[Records for this exercise — start]

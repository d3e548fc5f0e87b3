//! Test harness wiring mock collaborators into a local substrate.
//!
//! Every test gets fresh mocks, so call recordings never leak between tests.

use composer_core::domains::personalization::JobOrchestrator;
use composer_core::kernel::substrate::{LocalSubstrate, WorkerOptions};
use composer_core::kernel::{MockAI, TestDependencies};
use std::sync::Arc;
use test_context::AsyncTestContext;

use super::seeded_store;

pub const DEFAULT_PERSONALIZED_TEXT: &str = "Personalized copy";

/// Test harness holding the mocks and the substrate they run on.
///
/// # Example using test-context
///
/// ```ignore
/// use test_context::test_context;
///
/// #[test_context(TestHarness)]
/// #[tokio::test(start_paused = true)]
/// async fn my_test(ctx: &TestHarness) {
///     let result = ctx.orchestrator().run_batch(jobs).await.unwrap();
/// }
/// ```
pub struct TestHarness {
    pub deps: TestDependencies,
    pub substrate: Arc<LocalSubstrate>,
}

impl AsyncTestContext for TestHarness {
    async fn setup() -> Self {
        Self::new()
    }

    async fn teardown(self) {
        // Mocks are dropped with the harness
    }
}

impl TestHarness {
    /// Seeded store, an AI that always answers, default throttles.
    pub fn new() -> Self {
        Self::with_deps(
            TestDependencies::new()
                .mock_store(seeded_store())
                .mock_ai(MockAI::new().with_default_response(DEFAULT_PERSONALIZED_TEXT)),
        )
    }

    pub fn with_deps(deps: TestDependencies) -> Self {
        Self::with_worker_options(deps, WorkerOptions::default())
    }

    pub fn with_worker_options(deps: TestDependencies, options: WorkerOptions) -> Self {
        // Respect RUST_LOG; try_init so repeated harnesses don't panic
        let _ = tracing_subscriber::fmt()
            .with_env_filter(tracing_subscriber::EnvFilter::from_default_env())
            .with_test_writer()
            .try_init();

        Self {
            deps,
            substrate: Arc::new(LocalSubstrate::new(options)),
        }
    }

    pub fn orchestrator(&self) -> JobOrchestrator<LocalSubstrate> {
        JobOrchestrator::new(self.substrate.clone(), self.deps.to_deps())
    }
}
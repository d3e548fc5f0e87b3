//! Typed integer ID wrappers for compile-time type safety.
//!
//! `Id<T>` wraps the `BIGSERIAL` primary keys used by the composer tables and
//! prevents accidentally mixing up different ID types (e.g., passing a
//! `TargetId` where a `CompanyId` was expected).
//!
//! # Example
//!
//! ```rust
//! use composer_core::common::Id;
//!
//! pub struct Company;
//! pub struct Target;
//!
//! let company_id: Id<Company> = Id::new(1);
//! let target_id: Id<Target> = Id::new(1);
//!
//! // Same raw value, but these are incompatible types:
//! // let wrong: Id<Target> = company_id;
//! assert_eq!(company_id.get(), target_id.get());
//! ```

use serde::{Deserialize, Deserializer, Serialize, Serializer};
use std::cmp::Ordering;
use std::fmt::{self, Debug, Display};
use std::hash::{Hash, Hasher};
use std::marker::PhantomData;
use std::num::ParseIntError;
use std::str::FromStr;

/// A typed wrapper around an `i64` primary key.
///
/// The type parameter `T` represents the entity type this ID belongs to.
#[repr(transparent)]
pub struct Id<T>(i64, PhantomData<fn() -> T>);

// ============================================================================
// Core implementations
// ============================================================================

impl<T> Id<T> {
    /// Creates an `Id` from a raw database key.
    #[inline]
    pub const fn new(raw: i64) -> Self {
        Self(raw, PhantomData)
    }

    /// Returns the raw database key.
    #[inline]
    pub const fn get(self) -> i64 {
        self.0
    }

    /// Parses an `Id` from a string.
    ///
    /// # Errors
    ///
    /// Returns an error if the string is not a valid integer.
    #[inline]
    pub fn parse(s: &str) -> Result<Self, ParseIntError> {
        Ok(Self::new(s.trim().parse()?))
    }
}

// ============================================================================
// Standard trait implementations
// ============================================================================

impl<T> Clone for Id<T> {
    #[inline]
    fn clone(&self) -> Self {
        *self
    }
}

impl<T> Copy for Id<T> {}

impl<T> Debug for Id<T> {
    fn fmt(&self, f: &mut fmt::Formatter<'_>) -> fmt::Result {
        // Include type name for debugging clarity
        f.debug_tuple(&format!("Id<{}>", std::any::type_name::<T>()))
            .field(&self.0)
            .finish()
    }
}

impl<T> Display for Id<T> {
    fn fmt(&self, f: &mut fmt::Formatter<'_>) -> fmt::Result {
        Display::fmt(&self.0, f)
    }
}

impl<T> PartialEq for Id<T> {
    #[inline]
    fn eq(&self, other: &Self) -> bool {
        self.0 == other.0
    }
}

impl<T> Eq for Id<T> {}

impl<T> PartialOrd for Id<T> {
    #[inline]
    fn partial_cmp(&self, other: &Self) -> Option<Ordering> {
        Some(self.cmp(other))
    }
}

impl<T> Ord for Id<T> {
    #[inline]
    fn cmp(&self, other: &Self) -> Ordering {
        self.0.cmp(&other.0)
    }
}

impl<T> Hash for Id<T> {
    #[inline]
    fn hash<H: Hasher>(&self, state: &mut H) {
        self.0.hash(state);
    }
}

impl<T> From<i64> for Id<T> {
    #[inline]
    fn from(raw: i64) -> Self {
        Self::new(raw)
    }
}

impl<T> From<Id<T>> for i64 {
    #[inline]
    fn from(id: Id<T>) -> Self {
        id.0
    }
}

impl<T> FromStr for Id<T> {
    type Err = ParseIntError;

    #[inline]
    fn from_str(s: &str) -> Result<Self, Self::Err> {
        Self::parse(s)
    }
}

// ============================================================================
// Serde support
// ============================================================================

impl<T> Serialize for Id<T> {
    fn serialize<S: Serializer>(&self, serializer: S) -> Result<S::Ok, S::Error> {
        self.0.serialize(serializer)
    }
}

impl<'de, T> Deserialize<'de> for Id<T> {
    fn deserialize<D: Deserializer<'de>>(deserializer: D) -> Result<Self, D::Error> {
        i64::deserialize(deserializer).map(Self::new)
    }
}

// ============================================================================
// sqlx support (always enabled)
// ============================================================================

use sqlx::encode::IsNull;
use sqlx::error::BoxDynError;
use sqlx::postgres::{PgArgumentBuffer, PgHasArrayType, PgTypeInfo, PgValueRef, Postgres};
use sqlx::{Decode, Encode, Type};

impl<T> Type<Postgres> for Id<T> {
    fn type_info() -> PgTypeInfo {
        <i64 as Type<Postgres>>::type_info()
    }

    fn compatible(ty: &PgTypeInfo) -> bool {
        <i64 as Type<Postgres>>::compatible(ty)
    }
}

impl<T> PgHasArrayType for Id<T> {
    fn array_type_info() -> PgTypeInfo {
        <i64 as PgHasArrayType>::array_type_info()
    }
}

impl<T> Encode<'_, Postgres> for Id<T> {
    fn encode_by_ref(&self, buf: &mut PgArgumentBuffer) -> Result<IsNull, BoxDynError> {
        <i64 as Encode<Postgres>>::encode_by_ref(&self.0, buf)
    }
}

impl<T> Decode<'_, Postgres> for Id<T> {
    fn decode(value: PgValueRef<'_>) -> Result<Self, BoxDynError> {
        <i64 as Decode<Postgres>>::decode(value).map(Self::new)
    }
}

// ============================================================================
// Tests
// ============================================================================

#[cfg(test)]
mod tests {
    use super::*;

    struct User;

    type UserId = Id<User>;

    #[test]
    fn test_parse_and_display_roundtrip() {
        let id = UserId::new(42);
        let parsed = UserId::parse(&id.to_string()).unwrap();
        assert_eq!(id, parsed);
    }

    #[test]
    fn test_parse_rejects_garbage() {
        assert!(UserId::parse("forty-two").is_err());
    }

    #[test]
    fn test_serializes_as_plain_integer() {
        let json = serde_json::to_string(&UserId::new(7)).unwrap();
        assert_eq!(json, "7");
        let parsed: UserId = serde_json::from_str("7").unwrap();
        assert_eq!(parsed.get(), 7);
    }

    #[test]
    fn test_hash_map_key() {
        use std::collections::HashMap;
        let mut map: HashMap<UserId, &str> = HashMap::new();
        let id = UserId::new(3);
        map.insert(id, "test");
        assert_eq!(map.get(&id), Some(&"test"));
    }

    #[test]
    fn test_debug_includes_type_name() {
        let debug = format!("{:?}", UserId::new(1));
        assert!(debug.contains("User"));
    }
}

[Records for this exercise — finish]
[Records for this exercise — start]

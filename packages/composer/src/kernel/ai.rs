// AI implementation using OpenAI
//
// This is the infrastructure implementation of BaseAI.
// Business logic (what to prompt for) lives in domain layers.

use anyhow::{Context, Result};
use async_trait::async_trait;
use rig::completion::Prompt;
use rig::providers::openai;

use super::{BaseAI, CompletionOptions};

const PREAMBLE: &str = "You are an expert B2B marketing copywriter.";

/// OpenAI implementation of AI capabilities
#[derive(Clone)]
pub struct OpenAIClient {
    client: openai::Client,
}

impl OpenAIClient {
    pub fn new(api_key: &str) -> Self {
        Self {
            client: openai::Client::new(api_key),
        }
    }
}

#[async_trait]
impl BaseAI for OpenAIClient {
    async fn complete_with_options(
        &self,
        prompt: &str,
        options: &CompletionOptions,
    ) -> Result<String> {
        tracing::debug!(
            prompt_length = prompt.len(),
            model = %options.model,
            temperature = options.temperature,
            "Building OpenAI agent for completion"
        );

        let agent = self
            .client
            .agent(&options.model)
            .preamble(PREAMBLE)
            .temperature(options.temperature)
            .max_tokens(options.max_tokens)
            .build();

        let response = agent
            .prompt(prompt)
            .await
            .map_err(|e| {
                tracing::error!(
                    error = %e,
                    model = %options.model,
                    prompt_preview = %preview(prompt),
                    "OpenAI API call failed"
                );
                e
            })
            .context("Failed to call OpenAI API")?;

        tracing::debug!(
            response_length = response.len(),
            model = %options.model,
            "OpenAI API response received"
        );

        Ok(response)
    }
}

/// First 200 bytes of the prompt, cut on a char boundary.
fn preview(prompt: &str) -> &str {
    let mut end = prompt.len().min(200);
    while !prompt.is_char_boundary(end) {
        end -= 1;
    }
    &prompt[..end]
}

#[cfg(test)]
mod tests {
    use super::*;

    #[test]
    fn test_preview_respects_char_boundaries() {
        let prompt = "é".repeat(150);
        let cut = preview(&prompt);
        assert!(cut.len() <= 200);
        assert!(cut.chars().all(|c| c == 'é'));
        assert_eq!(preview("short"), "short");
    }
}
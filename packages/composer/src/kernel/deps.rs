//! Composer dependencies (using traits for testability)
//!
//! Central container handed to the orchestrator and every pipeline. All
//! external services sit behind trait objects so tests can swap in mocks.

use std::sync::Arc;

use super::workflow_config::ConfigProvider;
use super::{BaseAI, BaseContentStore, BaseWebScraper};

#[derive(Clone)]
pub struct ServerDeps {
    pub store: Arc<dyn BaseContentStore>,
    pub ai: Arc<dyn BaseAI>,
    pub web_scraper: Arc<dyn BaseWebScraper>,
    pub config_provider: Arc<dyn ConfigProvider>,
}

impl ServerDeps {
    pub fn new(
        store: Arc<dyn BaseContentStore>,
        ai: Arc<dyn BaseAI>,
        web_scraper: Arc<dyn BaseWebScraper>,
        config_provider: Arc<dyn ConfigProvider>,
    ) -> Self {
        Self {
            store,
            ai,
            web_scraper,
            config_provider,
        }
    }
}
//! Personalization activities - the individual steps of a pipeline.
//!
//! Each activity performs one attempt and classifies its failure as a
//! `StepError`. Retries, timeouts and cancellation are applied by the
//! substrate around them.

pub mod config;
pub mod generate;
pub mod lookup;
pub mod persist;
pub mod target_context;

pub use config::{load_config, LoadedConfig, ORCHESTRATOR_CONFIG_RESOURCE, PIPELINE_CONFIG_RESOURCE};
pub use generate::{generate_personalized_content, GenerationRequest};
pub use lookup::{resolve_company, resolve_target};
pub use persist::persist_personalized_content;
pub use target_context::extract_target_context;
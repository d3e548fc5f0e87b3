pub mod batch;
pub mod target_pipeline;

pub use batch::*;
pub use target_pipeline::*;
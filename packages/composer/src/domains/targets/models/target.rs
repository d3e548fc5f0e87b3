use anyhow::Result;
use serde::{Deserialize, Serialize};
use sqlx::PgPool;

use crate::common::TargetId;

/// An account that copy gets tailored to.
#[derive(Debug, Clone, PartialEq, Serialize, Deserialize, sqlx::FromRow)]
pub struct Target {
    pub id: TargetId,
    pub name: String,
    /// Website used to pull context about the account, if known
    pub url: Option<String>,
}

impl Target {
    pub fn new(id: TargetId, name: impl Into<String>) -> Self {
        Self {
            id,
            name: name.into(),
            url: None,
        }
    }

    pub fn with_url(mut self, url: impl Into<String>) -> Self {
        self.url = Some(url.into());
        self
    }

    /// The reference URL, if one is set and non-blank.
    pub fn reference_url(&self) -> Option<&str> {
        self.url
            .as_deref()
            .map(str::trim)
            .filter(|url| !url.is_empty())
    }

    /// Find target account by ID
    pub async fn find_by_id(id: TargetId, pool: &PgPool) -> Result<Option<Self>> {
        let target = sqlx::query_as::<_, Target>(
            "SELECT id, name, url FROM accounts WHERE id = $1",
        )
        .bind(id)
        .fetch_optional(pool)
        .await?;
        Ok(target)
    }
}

[Records for this exercise — finish]
[Records for this exercise — start]

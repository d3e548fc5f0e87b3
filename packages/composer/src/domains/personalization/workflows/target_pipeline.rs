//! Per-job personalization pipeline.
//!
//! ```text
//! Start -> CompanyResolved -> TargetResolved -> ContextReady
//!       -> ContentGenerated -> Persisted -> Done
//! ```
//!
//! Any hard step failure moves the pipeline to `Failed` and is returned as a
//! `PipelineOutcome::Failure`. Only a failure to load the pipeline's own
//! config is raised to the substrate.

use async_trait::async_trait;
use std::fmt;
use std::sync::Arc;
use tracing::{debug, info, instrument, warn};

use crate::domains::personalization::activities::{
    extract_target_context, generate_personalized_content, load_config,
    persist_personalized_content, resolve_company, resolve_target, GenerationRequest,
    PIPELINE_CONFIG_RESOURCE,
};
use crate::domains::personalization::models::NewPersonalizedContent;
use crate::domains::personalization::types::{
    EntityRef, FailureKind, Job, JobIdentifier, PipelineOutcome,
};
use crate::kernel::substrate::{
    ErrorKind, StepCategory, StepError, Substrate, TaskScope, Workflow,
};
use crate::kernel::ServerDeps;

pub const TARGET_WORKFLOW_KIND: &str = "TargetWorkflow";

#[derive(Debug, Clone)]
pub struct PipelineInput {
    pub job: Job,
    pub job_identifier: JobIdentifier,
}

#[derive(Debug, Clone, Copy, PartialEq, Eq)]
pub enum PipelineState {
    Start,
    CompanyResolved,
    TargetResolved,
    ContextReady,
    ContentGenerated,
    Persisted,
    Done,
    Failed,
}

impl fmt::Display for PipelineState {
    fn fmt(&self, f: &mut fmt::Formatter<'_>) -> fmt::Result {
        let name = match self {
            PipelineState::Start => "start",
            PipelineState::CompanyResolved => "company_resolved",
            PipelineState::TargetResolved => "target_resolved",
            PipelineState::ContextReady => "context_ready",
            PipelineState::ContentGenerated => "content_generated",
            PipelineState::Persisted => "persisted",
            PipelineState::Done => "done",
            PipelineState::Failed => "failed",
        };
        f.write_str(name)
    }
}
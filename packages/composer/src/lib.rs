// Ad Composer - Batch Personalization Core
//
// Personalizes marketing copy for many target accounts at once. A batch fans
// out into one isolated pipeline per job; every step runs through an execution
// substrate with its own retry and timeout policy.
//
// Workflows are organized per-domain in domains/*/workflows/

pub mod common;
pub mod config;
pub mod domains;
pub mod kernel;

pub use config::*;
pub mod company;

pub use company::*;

[Records for this exercise — finish]

● **Required work**
Say, as a bare number, how many lines in the entries above include the string "anyhow".

● **Response area**
2